Department of Nuclear Medicine and Molecular Imaging, Karachi Institute of Radiotherapy and Nuclear Medicine, Karachi, Pakistan
Department of Nuclear Medicine and Molecular Imaging, Karachi Institute of Radiotherapy and Nuclear Medicine, Karachi, Pakistan.
J Nucl Med Technol. 2024 Mar 5;52(1):68-70. doi: 10.2967/jnmt.123.266035.
Invasive lobular carcinoma (ILC) is the second most common subtype of invasive breast cancer and sometimes presents with an unusual metastatic pattern. Its gastric metastasis is difficult to differentiate from primary adenocarcinoma. This report presents a case of breast ILC for which the initial presentation was gastric metastasis. A 62-y-old woman presented with gastric outlet obstruction secondary to a gastric mass that had been diagnosed on upper gastrointestinal endoscopy and biopsy. The patient had been referred for F-FDG PET/CT for staging.

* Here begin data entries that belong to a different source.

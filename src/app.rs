/*
 * Responsibility
 * - tracing / panic hook の初期化
 * - Config読み込み → TokenCodec 生成 → Router 組み立て
 * - Middleware の適用 (request-id / trace / timeout)
 * - axum::serve() で起動
 */
use std::{panic, process, sync::Arc};

use anyhow::Result;
use axum::Router;
use tracing_subscriber::{layer::SubscriberExt, util::SubscriberInitExt};

use crate::{api, config::Config, middleware, services::auth::TokenCodec, state::AppState};

fn init_tracing() {
    // Prefer RUST_LOG if set; otherwise use a sensible default.
    // Ex:
    // RUST_LOG=info,bearer_guard=debug,tower_http=debug cargo run
    let filter = tracing_subscriber::EnvFilter::try_from_default_env()
        .unwrap_or_else(|_| tracing_subscriber::EnvFilter::new("info,tower_http=info"));

    tracing_subscriber::registry()
        .with(filter)
        .with(tracing_subscriber::fmt::layer())
        .init();
}

fn init_panic_hook(abort_on_panic: bool) {
    let default_hook = panic::take_hook();

    panic::set_hook(Box::new(move |info| {
        // stderr が見えない起動方法でも panic を tracing に残す
        tracing::error!(?info, "panic");

        // development では即落として気付けるようにする
        if abort_on_panic {
            process::abort();
        } else {
            default_hook(info);
        }
    }))
}

pub async fn run() -> Result<()> {
    init_tracing();
    let config = Config::from_env()?;

    init_panic_hook(!config.app_env.is_production());

    tracing::info!(
        "starting API in {:?} mode on {}",
        config.app_env,
        config.addr
    );

    if config.admin_roles.is_empty() {
        tracing::warn!("ADMIN_ROLES is empty; /api/v1/admin will reject every request");
    }

    // secret が空ならここで起動失敗
    let state = build_state(&config)?;
    let app = build_router(state, &config);

    let listener = tokio::net::TcpListener::bind(config.addr).await?;
    axum::serve(listener, app).await?;
    Ok(())
}

pub fn build_state(config: &Config) -> Result<AppState> {
    let codec = TokenCodec::new(config.jwt_secret.as_bytes())?;
    Ok(AppState::new(Arc::new(codec)))
}

pub fn build_router(state: AppState, config: &Config) -> Router {
    let router = Router::new()
        .nest("/api/v1", api::v1::routes(state.clone(), &config.admin_roles))
        .with_state(state);

    middleware::http::apply(router)
}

The baseline F-FDG PET/CT scan demonstrated extensive axillary nodal and gastric metastases with a breast mass, which raised suspicion of a primary breast carcinoma. Distinguishing primary gastric adenocarcinoma from metastatic breast ILC is essential, considering that the 2 diagnoses lead to divergent treatments. Therefore, this entity needs to be considered in the differential diagnosis in clinical practice.
浸润性小叶癌(ILC)是第二常见的浸润性乳腺癌亚型,有时表现出不常见的转移模式。其胃转移与原发性腺癌难以区分。本报告介绍了一例以胃转移为首发表现的乳腺 ILC 病例。一名 62 岁女性因胃出口梗阻就诊,胃镜和活检诊断为胃内肿块。患者因分期行 F-FDG PET/CT 检查。基线 F-FDG PET/CT 扫描显示广泛的腋窝淋巴结和胃转移,伴有乳腺肿块,提示原发性乳腺癌。区分原发性胃腺癌和转移性乳腺 ILC 至关重要,因为这两种诊断导致的治疗方法截然不同。因此,在临床实践中,需要考虑将这种情况纳入鉴别诊断。